→ BRIEF
Retype the entries in full, exactly.

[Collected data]

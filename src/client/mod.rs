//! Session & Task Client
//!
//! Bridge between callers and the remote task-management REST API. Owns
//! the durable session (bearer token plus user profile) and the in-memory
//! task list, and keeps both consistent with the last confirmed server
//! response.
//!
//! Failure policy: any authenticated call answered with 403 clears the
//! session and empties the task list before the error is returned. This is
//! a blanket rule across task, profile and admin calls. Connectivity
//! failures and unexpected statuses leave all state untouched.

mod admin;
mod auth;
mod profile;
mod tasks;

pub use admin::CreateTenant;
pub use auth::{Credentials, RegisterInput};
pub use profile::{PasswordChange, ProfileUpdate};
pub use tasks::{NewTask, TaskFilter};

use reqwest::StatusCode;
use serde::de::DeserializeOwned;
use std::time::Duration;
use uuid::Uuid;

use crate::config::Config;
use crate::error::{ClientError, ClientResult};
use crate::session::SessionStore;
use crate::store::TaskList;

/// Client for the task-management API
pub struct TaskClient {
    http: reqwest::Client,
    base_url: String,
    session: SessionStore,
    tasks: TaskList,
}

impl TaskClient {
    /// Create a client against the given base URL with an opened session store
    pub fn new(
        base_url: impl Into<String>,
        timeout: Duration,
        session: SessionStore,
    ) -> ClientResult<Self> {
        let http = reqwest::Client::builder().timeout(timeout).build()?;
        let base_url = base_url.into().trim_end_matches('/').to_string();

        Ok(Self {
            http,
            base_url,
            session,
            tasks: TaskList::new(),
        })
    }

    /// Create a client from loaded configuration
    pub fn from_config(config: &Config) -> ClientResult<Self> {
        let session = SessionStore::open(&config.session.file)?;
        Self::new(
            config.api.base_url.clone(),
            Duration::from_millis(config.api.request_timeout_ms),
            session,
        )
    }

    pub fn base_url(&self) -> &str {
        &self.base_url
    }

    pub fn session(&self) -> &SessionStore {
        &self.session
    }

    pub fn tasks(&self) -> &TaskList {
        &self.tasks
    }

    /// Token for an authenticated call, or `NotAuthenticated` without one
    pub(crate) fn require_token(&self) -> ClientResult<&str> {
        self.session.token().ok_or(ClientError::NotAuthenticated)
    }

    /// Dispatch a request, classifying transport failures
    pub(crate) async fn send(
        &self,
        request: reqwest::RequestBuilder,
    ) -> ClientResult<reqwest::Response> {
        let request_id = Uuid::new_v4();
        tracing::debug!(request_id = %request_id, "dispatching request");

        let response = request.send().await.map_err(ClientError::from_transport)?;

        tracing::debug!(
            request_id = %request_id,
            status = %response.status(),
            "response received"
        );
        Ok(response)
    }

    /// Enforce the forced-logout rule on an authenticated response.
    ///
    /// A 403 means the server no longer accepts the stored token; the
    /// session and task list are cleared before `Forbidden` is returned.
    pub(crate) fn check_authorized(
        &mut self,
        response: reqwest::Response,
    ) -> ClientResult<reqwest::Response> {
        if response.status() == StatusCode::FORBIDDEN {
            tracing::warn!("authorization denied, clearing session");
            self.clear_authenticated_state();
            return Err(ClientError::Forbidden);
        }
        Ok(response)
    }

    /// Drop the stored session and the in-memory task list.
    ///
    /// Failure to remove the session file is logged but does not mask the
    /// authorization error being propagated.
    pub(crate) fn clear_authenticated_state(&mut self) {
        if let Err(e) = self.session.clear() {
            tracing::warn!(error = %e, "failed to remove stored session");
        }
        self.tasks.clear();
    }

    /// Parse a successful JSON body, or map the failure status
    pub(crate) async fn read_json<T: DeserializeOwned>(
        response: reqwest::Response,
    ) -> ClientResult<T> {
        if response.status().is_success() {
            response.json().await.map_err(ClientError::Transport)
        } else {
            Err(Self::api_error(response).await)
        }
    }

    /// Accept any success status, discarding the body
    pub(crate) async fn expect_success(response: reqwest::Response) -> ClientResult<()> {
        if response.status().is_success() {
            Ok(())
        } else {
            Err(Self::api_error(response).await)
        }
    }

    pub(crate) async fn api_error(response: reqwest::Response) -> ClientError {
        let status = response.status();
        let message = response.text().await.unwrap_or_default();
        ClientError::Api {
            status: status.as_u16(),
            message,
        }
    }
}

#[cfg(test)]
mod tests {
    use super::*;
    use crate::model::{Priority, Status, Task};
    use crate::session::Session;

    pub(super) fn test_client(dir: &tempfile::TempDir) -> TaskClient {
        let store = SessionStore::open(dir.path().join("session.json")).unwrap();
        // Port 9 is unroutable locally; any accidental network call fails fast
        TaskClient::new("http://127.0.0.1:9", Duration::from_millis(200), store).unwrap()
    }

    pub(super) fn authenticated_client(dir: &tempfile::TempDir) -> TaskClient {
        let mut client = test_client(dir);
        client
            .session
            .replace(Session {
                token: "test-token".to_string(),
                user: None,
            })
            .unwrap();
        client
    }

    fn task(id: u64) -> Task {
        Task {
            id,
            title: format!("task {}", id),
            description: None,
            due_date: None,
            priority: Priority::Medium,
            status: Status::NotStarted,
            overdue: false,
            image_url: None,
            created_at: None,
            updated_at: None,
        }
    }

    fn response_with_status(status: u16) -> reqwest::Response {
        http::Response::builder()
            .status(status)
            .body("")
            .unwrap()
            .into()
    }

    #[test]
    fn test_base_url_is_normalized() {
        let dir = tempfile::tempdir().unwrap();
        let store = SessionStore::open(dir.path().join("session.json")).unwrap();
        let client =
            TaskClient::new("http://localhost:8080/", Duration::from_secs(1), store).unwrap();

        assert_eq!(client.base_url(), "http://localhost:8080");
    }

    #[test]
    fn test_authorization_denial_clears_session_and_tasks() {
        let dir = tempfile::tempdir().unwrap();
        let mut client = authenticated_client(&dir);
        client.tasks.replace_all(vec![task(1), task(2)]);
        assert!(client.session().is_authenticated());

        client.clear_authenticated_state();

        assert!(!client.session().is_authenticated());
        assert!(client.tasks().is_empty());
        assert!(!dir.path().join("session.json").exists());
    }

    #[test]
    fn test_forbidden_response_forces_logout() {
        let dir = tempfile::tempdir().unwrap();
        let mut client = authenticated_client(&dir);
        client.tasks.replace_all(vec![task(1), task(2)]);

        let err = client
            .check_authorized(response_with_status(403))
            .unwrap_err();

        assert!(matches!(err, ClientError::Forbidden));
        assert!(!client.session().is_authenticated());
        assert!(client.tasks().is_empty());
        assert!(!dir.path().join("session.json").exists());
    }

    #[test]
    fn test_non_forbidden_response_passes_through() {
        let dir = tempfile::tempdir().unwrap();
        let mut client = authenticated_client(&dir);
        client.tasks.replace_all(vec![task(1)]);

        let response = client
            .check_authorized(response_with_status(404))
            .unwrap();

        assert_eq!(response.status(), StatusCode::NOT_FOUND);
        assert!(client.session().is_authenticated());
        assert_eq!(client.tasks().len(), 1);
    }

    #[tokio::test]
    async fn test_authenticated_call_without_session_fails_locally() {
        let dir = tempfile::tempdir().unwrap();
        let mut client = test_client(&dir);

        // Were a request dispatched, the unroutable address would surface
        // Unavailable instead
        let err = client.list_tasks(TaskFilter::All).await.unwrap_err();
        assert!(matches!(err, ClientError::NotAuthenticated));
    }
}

→ EXERCISE SOLUTION
filename src/client/mod.rs
//! Session & Task Client
//!
//! Bridge between callers and the remote task-management REST API. Owns
//! the durable session (bearer token plus user profile) and the in-memory
//! task list, and keeps both consistent with the last confirmed server
//! response.
//!
//! Failure policy: any authenticated call answered with 403 clears the
//! session and empties the task list before the error is returned. This is
//! a blanket rule across task, profile and admin calls. Connectivity
//! failures and unexpected statuses leave all state untouched.

mod admin;
mod auth;
mod profile;
mod tasks;

pub use admin::CreateTenant;
pub use auth::{Credentials, RegisterInput};
pub use profile::{PasswordChange, ProfileUpdate};
pub use tasks::{NewTask, TaskFilter};

use reqwest::StatusCode;
use serde::de::DeserializeOwned;
use std::time::Duration;
use uuid::Uuid;

use crate::config::Config;
use crate::error::{ClientError, ClientResult};
use crate::session::SessionStore;
use crate::store::TaskList;

/// Client for the task-management API
pub struct TaskClient {
    http: reqwest::Client,
    base_url: String,
    session: SessionStore,
    tasks: TaskList,
}

impl TaskClient {
    /// Create a client against the given base URL with an opened session store
    pub fn new(
        base_url: impl Into<String>,
        timeout: Duration,
        session: SessionStore,
    ) -> ClientResult<Self> {
        let http = reqwest::Client::builder().timeout(timeout).build()?;
        let base_url = base_url.into().trim_end_matches('/').to_string();

        Ok(Self {
            http,
            base_url,
            session,
            tasks: TaskList::new(),
        })
    }

    /// Create a client from loaded configuration
    pub fn from_config(config: &Config) -> ClientResult<Self> {
        let session = SessionStore::open(&config.session.file)?;
        Self::new(
            config.api.base_url.clone(),
            Duration::from_millis(config.api.request_timeout_ms),
            session,
        )
    }

    pub fn base_url(&self) -> &str {
        &self.base_url
    }

    pub fn session(&self) -> &SessionStore {
        &self.session
    }

    pub fn tasks(&self) -> &TaskList {
        &self.tasks
    }

    /// Token for an authenticated call, or `NotAuthenticated` without one
    pub(crate) fn require_token(&self) -> ClientResult<&str> {
        self.session.token().ok_or(ClientError::NotAuthenticated)
    }

    /// Dispatch a request, classifying transport failures
    pub(crate) async fn send(
        &self,
        request: reqwest::RequestBuilder,
    ) -> ClientResult<reqwest::Response> {
        let request_id = Uuid::new_v4();
        tracing::debug!(request_id = %request_id, "dispatching request");

        let response = request.send().await.map_err(ClientError::from_transport)?;

        tracing::debug!(
            request_id = %request_id,
            status = %response.status(),
            "response received"
        );
        Ok(response)
    }

    /// Enforce the forced-logout rule on an authenticated response.
    ///
    /// A 403 means the server no longer accepts the stored token; the
    /// session and task list are cleared before `Forbidden` is returned.
    pub(crate) fn check_authorized(
        &mut self,
        response: reqwest::Response,
    ) -> ClientResult<reqwest::Response> {
        if response.status() == StatusCode::FORBIDDEN {
            tracing::warn!("authorization denied, clearing session");
            self.clear_authenticated_state();
            return Err(ClientError::Forbidden);
        }
        Ok(response)
    }

    /// Drop the stored session and the in-memory task list.
    ///
    /// Failure to remove the session file is logged but does not mask the
    /// authorization error being propagated.
    pub(crate) fn clear_authenticated_state(&mut self) {
        if let Err(e) = self.session.clear() {
            tracing::warn!(error = %e, "failed to remove stored session");
        }
        self.tasks.clear();
    }

    /// Parse a successful JSON body, or map the failure status
    pub(crate) async fn read_json<T: DeserializeOwned>(
        response: reqwest::Response,
    ) -> ClientResult<T> {
        if response.status().is_success() {
            response.json().await.map_err(ClientError::Transport)
        } else {
            Err(Self::api_error(response).await)
        }
    }

    /// Accept any success status, discarding the body
    pub(crate) async fn expect_success(response: reqwest::Response) -> ClientResult<()> {
        if response.status().is_success() {
            Ok(())
        } else {
            Err(Self::api_error(response).await)
        }
    }

    pub(crate) async fn api_error(response: reqwest::Response) -> ClientError {
        let status = response.status();
        let message = response.text().await.unwrap_or_default();
        ClientError::Api {
            status: status.as_u16(),
            message,
        }
    }
}

#[cfg(test)]
mod tests {
    use super::*;
    use crate::model::{Priority, Status, Task};
    use crate::session::Session;

    pub(super) fn test_client(dir: &tempfile::TempDir) -> TaskClient {
        let store = SessionStore::open(dir.path().join("session.json")).unwrap();
        // Port 9 is unroutable locally; any accidental network call fails fast
        TaskClient::new("http://127.0.0.1:9", Duration::from_millis(200), store).unwrap()
    }

    pub(super) fn authenticated_client(dir: &tempfile::TempDir) -> TaskClient {
        let mut client = test_client(dir);
        client
            .session
            .replace(Session {
                token: "test-token".to_string(),
                user: None,
            })
            .unwrap();
        client
    }

    fn task(id: u64) -> Task {
        Task {
            id,
            title: format!("task {}", id),
            description: None,
            due_date: None,
            priority: Priority::Medium,
            status: Status::NotStarted,
            overdue: false,
            image_url: None,
            created_at: None,
            updated_at: None,
        }
    }

    fn response_with_status(status: u16) -> reqwest::Response {
        http::Response::builder()
            .status(status)
            .body("")
            .unwrap()
            .into()
    }

    #[test]
    fn test_base_url_is_normalized() {
        let dir = tempfile::tempdir().unwrap();
        let store = SessionStore::open(dir.path().join("session.json")).unwrap();
        let client =
            TaskClient::new("http://localhost:8080/", Duration::from_secs(1), store).unwrap();

        assert_eq!(client.base_url(), "http://localhost:8080");
    }

    #[test]
    fn test_authorization_denial_clears_session_and_tasks() {
        let dir = tempfile::tempdir().unwrap();
        let mut client = authenticated_client(&dir);
        client.tasks.replace_all(vec![task(1), task(2)]);
        assert!(client.session().is_authenticated());

        client.clear_authenticated_state();

        assert!(!client.session().is_authenticated());
        assert!(client.tasks().is_empty());
        assert!(!dir.path().join("session.json").exists());
    }

    #[test]
    fn test_forbidden_response_forces_logout() {
        let dir = tempfile::tempdir().unwrap();
        let mut client = authenticated_client(&dir);
        client.tasks.replace_all(vec![task(1), task(2)]);

        let err = client
            .check_authorized(response_with_status(403))
            .unwrap_err();

        assert!(matches!(err, ClientError::Forbidden));
        assert!(!client.session().is_authenticated());
        assert!(client.tasks().is_empty());
        assert!(!dir.path().join("session.json").exists());
    }

    #[test]
    fn test_non_forbidden_response_passes_through() {
        let dir = tempfile::tempdir().unwrap();
        let mut client = authenticated_client(&dir);
        client.tasks.replace_all(vec![task(1)]);

        let response = client
            .check_authorized(response_with_status(404))
            .unwrap();

        assert_eq!(response.status(), StatusCode::NOT_FOUND);
        assert!(client.session().is_authenticated());
        assert_eq!(client.tasks().len(), 1);
    }

    #[tokio::test]
    async fn test_authenticated_call_without_session_fails_locally() {
        let dir = tempfile::tempdir().unwrap();
        let mut client = test_client(&dir);

        // Were a request dispatched, the unroutable address would surface
        // Unavailable instead
        let err = client.list_tasks(TaskFilter::All).await.unwrap_err();
        assert!(matches!(err, ClientError::NotAuthenticated));
    }
}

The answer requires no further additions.